◆ **Brief**:
Below are some records. Say in a single number how many of their lines include the word "trim".

(Records from a data source)
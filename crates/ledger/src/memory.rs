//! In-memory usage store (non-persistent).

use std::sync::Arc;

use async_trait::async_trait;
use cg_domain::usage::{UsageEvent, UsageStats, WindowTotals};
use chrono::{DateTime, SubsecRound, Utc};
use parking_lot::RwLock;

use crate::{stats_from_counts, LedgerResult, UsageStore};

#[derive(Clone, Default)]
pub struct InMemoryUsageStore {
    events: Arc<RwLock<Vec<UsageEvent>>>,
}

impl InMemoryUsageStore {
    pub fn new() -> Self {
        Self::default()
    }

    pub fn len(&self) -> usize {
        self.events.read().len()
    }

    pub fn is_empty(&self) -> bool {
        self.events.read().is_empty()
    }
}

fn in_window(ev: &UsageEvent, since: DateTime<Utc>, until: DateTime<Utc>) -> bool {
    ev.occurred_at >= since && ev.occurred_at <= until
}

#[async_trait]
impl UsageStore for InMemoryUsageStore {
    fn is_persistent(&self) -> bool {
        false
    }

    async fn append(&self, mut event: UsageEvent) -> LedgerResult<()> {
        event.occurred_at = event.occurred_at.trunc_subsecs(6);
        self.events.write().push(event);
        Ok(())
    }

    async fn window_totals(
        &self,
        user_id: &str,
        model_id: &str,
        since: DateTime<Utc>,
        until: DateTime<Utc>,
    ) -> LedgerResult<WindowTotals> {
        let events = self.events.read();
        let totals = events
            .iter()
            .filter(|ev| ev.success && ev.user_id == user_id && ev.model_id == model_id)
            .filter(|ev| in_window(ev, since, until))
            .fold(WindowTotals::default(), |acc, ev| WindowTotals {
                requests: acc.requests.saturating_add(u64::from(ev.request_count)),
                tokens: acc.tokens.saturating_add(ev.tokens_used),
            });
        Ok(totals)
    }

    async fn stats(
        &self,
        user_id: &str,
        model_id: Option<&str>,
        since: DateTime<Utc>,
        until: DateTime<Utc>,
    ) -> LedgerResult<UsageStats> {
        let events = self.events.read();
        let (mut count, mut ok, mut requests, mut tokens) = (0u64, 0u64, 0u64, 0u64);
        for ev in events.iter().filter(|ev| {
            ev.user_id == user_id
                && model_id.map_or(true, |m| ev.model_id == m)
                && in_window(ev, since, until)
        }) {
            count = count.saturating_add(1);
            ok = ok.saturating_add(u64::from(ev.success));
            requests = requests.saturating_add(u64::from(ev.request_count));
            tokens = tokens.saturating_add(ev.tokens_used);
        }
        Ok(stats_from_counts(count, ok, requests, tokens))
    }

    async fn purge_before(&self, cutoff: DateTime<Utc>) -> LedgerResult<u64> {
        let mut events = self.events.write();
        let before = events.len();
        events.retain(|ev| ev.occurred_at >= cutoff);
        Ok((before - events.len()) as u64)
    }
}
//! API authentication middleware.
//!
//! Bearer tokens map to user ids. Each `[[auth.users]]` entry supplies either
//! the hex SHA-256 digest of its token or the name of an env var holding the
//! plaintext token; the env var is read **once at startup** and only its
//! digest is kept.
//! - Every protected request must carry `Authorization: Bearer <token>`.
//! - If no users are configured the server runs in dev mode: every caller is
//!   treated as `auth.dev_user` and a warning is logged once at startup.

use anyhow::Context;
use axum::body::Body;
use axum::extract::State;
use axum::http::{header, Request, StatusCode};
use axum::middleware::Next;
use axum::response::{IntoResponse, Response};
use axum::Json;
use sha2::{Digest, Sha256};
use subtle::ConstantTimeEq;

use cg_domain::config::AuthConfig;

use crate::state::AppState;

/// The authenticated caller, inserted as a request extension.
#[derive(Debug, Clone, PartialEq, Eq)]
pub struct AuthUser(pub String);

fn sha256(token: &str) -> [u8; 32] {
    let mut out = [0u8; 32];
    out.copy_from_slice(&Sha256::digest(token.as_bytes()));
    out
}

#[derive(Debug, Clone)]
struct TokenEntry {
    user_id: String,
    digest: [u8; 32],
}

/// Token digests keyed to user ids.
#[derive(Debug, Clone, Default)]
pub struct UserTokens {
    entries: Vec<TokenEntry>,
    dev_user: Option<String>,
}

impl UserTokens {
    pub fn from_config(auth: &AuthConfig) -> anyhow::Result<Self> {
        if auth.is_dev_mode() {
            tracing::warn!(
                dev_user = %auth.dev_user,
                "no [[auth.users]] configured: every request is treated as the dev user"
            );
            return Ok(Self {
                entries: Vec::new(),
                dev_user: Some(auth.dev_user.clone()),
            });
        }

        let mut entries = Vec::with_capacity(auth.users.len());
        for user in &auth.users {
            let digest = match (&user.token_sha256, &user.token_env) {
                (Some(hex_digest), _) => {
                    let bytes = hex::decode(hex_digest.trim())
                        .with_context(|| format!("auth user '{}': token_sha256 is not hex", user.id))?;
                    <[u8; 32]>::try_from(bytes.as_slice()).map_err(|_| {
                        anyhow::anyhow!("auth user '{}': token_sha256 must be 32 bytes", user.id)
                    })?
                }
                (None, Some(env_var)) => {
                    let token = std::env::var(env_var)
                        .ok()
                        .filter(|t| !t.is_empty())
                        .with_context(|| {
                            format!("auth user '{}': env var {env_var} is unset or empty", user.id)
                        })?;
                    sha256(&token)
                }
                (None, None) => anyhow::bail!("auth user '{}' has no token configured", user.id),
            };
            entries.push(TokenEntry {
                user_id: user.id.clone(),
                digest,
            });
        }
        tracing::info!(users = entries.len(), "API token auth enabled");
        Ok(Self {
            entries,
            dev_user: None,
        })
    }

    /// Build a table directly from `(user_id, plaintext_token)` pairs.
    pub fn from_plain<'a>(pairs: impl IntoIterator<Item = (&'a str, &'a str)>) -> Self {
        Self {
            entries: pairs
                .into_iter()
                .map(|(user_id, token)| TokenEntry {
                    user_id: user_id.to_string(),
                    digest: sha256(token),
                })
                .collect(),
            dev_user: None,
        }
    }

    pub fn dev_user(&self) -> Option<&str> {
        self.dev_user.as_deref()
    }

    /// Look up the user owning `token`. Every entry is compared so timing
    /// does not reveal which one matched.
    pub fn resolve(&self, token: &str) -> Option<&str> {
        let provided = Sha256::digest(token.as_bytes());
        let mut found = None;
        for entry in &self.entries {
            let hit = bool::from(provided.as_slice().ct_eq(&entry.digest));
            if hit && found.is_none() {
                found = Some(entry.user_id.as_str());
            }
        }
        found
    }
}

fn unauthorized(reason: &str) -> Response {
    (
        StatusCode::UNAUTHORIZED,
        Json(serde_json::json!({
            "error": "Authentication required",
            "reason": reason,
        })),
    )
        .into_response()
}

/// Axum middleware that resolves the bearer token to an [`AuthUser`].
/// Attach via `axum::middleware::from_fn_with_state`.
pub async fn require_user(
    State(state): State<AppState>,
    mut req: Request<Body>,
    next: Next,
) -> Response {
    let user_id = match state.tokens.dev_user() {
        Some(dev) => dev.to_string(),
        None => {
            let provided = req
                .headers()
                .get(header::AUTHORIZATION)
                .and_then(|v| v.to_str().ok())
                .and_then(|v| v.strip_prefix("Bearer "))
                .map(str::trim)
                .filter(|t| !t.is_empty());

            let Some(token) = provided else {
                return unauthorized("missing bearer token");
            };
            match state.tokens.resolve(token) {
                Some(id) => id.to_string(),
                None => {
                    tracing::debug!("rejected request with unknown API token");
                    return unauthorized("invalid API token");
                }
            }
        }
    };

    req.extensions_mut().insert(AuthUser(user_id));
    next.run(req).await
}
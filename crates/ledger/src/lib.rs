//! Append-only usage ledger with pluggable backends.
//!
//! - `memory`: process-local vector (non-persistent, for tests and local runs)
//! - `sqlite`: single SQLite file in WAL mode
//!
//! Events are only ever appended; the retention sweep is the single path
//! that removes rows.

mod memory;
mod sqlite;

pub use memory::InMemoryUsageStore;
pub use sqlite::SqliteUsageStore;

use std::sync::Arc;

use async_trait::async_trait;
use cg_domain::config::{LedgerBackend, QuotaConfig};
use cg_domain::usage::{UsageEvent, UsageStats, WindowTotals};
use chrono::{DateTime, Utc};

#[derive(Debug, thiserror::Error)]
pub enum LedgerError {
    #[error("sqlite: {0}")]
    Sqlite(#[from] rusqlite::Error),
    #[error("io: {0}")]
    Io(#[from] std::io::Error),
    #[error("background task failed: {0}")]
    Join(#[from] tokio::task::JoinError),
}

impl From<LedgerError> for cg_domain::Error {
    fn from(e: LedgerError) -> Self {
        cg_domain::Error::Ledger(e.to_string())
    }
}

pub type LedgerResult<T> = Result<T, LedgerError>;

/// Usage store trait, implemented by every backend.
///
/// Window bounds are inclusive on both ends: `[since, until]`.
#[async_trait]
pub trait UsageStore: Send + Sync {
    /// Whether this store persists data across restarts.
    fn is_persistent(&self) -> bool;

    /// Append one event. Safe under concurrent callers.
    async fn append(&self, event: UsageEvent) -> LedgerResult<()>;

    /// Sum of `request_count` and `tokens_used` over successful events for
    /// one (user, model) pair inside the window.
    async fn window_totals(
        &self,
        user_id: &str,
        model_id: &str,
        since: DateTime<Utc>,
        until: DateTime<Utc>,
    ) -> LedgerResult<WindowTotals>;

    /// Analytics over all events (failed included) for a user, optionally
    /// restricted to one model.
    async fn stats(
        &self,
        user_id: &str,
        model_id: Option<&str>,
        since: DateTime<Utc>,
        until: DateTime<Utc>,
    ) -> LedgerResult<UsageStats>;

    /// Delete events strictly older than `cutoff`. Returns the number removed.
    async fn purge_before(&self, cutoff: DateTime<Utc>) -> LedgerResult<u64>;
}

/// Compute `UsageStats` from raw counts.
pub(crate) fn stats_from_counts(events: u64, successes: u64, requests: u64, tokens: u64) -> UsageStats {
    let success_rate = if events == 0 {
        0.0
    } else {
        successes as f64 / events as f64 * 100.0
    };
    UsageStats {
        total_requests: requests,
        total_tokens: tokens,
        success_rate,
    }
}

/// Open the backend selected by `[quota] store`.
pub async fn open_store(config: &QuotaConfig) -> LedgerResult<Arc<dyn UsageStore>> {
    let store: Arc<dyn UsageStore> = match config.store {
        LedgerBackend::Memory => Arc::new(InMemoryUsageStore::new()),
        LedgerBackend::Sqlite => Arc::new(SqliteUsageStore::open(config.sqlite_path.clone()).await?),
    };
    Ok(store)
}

* * *

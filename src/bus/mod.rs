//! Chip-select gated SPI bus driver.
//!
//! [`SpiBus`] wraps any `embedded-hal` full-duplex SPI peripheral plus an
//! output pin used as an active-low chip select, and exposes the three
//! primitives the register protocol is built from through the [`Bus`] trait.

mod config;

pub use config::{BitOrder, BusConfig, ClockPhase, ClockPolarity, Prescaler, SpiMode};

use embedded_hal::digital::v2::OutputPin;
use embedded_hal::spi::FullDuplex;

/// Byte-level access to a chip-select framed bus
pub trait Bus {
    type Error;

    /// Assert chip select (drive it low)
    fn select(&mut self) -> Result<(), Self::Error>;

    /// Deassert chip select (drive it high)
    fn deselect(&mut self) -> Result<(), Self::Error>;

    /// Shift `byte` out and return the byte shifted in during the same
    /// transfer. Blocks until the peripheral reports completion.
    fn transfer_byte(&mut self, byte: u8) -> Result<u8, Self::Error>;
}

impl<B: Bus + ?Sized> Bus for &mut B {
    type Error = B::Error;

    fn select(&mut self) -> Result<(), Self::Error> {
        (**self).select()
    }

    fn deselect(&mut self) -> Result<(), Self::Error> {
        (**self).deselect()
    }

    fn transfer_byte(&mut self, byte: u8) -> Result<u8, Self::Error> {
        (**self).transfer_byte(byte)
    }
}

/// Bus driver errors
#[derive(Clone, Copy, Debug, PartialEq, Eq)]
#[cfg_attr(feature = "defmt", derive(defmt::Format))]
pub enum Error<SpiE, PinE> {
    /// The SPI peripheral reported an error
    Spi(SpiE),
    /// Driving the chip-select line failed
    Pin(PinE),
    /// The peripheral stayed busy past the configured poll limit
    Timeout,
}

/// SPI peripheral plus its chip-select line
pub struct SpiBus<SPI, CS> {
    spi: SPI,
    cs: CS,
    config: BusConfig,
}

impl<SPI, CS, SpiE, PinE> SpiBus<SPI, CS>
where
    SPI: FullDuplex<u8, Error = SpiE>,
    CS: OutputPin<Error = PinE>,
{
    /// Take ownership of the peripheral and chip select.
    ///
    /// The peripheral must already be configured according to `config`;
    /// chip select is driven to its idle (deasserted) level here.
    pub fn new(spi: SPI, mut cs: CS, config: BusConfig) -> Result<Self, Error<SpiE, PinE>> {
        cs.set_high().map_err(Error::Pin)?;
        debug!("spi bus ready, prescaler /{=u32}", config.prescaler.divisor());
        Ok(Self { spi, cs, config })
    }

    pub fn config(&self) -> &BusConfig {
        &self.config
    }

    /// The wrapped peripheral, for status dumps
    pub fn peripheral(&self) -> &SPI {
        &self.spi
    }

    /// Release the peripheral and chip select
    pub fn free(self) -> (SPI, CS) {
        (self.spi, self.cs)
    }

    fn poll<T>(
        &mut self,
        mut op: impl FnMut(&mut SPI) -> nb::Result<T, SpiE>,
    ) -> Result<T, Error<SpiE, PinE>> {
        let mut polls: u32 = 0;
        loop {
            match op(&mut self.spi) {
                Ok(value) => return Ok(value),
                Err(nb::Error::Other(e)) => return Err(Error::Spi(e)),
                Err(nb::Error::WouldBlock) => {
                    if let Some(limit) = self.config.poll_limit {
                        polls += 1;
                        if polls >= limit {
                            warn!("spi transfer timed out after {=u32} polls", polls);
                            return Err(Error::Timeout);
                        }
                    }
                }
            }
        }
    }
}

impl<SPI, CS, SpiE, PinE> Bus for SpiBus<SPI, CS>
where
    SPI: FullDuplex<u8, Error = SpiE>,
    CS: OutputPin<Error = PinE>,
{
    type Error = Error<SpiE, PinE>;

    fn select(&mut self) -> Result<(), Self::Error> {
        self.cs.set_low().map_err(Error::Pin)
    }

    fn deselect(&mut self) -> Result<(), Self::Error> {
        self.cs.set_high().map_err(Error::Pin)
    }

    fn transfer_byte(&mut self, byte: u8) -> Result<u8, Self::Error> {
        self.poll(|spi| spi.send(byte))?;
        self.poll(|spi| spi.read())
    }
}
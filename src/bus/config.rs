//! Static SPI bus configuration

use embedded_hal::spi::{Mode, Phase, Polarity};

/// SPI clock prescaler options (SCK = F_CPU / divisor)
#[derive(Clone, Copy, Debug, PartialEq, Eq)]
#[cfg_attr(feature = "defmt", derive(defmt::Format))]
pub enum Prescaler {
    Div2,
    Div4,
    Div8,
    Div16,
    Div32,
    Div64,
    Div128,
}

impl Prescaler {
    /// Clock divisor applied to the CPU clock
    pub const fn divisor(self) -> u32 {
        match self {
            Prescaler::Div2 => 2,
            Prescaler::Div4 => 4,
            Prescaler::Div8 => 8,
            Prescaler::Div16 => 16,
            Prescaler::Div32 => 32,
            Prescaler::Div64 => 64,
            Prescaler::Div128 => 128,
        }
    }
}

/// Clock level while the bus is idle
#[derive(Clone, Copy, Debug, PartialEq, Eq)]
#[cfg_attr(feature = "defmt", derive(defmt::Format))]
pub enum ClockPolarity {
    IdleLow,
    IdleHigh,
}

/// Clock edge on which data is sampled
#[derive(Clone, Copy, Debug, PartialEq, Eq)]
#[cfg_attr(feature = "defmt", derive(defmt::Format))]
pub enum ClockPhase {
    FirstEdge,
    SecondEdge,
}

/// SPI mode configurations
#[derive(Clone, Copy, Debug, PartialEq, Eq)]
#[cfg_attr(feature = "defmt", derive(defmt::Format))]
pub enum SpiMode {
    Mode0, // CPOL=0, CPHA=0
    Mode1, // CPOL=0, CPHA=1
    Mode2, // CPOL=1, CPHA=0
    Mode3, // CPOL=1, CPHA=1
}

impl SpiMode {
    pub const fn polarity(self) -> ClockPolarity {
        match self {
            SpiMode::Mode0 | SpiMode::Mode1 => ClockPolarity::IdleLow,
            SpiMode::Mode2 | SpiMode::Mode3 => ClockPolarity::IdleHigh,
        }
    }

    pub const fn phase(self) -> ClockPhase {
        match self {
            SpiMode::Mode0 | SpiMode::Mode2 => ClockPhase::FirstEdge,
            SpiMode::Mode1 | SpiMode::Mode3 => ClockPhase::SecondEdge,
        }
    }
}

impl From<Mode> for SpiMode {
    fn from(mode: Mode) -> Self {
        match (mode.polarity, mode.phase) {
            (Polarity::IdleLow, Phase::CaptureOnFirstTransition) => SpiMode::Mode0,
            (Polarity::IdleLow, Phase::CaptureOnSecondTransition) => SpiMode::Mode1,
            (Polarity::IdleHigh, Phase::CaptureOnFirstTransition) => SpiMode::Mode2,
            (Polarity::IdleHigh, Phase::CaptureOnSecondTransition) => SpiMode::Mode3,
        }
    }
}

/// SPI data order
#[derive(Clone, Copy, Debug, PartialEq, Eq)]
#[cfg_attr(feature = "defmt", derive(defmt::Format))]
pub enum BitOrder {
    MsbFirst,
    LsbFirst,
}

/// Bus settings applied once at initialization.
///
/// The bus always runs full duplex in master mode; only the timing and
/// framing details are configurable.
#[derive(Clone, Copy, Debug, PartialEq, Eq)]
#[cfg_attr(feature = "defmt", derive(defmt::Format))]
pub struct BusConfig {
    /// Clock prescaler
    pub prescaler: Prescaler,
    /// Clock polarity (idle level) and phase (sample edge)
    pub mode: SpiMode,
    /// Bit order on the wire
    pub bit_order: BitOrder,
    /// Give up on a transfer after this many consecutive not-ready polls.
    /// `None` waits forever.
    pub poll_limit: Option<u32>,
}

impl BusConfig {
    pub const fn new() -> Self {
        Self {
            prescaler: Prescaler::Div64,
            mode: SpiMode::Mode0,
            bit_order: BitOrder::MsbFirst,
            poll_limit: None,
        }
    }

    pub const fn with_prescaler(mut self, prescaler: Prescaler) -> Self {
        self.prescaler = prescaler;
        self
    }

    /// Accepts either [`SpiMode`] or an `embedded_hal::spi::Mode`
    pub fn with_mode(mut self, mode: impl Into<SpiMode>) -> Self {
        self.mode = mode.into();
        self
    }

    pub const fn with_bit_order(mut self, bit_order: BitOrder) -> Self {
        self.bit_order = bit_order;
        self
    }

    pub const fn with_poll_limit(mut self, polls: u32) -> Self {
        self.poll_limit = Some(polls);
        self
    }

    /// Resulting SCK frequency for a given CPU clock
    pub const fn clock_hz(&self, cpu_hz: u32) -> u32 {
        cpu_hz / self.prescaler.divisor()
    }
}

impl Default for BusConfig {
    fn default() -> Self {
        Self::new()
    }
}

...

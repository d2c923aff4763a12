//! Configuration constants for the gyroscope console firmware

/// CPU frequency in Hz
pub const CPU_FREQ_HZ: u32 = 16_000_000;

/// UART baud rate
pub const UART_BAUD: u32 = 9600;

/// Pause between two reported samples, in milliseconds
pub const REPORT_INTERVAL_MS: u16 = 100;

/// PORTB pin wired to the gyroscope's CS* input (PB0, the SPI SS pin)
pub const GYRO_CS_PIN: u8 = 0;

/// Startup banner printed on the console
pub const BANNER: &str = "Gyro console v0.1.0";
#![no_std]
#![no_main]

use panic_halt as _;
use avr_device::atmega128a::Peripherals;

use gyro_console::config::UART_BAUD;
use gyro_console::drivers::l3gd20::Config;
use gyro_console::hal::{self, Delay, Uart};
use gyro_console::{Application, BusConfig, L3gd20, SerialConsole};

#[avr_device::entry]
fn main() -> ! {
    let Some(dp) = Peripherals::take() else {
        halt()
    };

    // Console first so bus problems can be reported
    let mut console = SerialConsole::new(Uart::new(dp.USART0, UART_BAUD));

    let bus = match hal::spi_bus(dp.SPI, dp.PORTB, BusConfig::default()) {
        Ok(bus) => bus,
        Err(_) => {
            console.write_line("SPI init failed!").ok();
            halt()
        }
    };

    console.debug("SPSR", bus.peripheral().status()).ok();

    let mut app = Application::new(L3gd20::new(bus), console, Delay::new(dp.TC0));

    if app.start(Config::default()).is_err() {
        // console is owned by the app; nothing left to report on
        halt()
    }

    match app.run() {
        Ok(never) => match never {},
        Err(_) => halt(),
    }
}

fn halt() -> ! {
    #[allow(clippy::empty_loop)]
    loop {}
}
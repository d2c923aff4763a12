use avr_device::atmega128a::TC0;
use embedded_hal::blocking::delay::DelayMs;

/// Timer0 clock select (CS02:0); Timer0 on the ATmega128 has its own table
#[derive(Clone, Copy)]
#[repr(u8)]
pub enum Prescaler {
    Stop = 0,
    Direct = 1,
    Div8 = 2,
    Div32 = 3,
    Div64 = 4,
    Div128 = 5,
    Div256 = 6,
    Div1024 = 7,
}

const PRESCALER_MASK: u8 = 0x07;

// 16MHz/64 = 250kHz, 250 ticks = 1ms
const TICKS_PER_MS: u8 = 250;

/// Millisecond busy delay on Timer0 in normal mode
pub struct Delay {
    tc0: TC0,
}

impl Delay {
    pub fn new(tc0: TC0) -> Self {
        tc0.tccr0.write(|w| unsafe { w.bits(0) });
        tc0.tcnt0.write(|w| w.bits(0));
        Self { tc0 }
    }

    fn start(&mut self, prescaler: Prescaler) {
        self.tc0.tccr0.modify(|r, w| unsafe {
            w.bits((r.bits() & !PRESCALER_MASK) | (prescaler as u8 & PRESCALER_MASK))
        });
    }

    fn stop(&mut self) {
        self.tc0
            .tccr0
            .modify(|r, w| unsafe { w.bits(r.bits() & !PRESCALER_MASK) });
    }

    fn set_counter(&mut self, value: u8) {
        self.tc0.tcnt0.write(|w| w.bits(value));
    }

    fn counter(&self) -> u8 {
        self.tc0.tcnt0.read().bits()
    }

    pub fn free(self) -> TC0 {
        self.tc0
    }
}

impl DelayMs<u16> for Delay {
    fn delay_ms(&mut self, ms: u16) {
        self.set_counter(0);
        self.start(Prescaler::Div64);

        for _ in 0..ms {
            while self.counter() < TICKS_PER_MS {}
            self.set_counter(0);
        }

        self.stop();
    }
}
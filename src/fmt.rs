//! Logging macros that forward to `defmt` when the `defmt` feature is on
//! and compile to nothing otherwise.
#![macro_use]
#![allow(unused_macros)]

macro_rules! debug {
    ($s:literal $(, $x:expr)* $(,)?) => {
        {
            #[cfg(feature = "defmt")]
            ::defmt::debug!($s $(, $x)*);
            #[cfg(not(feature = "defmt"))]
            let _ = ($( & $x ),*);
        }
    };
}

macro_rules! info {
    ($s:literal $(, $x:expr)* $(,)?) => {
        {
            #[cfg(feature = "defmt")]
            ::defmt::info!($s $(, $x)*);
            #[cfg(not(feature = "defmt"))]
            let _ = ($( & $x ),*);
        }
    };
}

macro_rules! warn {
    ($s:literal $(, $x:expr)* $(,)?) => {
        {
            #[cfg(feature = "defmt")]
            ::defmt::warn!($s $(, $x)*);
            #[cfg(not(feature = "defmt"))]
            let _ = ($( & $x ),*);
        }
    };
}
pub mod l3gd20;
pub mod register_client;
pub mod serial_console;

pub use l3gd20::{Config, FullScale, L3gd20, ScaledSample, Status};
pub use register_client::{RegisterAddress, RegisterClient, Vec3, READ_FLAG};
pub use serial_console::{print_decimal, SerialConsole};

◆ **Reply**:
2